5.根据权利要求4所述的采用篮式反应器发酵制备猪圆环病毒的方法，其特征在于，所述步骤(3)的宿主细胞按照每克载体接种1~5×10⁶cells的密度接种于篮式反应器内，所述篮式反应器中每1L的有效体积中装填25~40g载体，而加入的细胞生长液没过篮式反应器中的搅拌桨的桨叶。

6.根据权利要求5所述的采用篮式反应器发酵制备猪圆环病毒的方法，其特征在于，所述步骤(3)中宿主细胞在篮式反应器内培养5~7天，细胞耗糖量稳定在1~1.5g/L/天或1.5g/L/天以上，此时的宿主细胞应用于病毒培养。

7.根据权利要求6所述的采用篮式反应器发酵制备猪圆环病毒的方法，其特征在于，所述步骤(3)中，定时取反应器中的培养液样品，测定细胞耗糖量，当连续几次测定的细胞耗糖量的数值都趋于接近时，确定细胞耗糖量已稳定。

8.根据权利要求7所述的采用篮式反应器发酵制备猪圆环病毒的方法，其特征在于，所述步骤(3)中的细胞生长液由RPMI-1640培养基液和牛血清组成，其中，RPMI-1640培养基液93%~97%，牛血清3%~7%；所述宿主细胞扩大培养的条件为：PH：7.0~7.3，溶解氧：50%~80%，搅拌桨转速：50~100 RPM，温度：37℃；所述的消毒灭菌处理的具体操作为：在120~125℃的温度下灭菌30~50min。

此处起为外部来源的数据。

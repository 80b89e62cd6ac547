//! Worker application state.

use std::sync::Arc;

use optiscan_core::fs::ContentStore;
use optiscan_core::ocr::{EngineService, OcrEngine, OcrService};
use optiscan_nats::NatsClient;
use optiscan_postgres::PgClient;
use tokio::sync::Semaphore;

use super::WorkerConfig;
use crate::service::config::DEFAULT_MAX_CONCURRENT_TASKS;
use crate::{Result, WorkerError};

/// Application state for recognition workers.
///
/// Can be created either directly with [`WorkerState::new`] when clients
/// are already connected (e.g. shared with an HTTP server), or from
/// configuration with [`WorkerState::from_config`].
#[derive(Clone)]
pub struct WorkerState {
    /// PostgreSQL database client.
    pub postgres: PgClient,
    /// NATS messaging client.
    pub nats: NatsClient,
    /// OCR engine wrapped with retries and timeouts.
    pub ocr: EngineService,
    /// Store holding the uploaded document bytes.
    pub content_store: ContentStore,
    /// Maximum concurrent tasks this worker processes simultaneously.
    pub max_concurrent_tasks: usize,
}

impl WorkerState {
    /// Creates a new worker state from existing service instances.
    pub fn new(
        postgres: PgClient,
        nats: NatsClient,
        ocr: EngineService,
        content_store: ContentStore,
    ) -> Self {
        Self {
            postgres,
            nats,
            ocr,
            content_store,
            max_concurrent_tasks: DEFAULT_MAX_CONCURRENT_TASKS,
        }
    }

    /// Sets the maximum concurrent tasks for this worker state.
    pub fn with_max_concurrent_tasks(mut self, max_concurrent_tasks: usize) -> Self {
        self.max_concurrent_tasks = max_concurrent_tasks;
        self
    }

    /// Creates a semaphore for limiting concurrent task processing.
    pub(crate) fn create_semaphore(&self) -> Arc<Semaphore> {
        Arc::new(Semaphore::new(self.max_concurrent_tasks))
    }

    /// Creates a new worker state from configuration.
    ///
    /// Connects to PostgreSQL and NATS and builds the configured OCR
    /// engine.
    ///
    /// # Errors
    ///
    /// Returns an error if connecting to PostgreSQL or NATS fails, or if
    /// the configured engine name is unknown.
    pub async fn from_config(config: &WorkerConfig) -> Result<Self> {
        let postgres = PgClient::new(config.postgres.clone()).map_err(WorkerError::Database)?;

        let nats = NatsClient::connect(config.nats.clone())
            .await
            .map_err(WorkerError::Queue)?;

        let ocr = build_engine_service(config)?;
        let content_store = ContentStore::new(&config.content_dir);

        Ok(Self {
            postgres,
            nats,
            ocr,
            content_store,
            max_concurrent_tasks: config.max_concurrent_tasks,
        })
    }
}

/// Builds the configured OCR engine behind the retrying service wrapper.
fn build_engine_service(config: &WorkerConfig) -> Result<EngineService> {
    let engine: OcrEngine = config
        .ocr_engine
        .parse()
        .map_err(|e| WorkerError::processing_with_source("Failed to configure OCR engine", e))?;

    let engine = match (engine, config.ocr_languages.as_deref()) {
        (OcrEngine::Tesseract(tesseract), Some(languages)) => {
            OcrEngine::Tesseract(tesseract.with_languages(languages))
        }
        (engine, _) => engine,
    };

    Ok(OcrService::new(engine).with_service_name(config.ocr_engine.clone()))
}

#[cfg(test)]
mod tests {
    use optiscan_nats::NatsConfig;
    use optiscan_postgres::PgConfig;

    use super::*;

    #[test]
    fn builds_engine_from_config() {
        let config = WorkerConfig::new(
            PgConfig::new("postgresql://localhost/optiscan"),
            NatsConfig::new("nats://localhost:4222", "token"),
        );
        assert!(build_engine_service(&config).is_ok());

        let mut mock = config.clone();
        mock.ocr_engine = "mock".to_owned();
        assert!(build_engine_service(&mock).is_ok());

        let mut unknown = config;
        unknown.ocr_engine = "nope".to_owned();
        assert!(build_engine_service(&unknown).is_err());
    }
}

9.根据权利要求8所述的采用篮式反应器发酵制备猪圆环病毒的方法，其特征在于，所述步骤(3)所述的宿主细胞采用灌注培养方式进行扩大培养。

10.根据权利要求9所述的采用篮式反应器发酵制备猪圆环病毒的方法，其特征在于，所述的宿主细胞为PK-15细胞。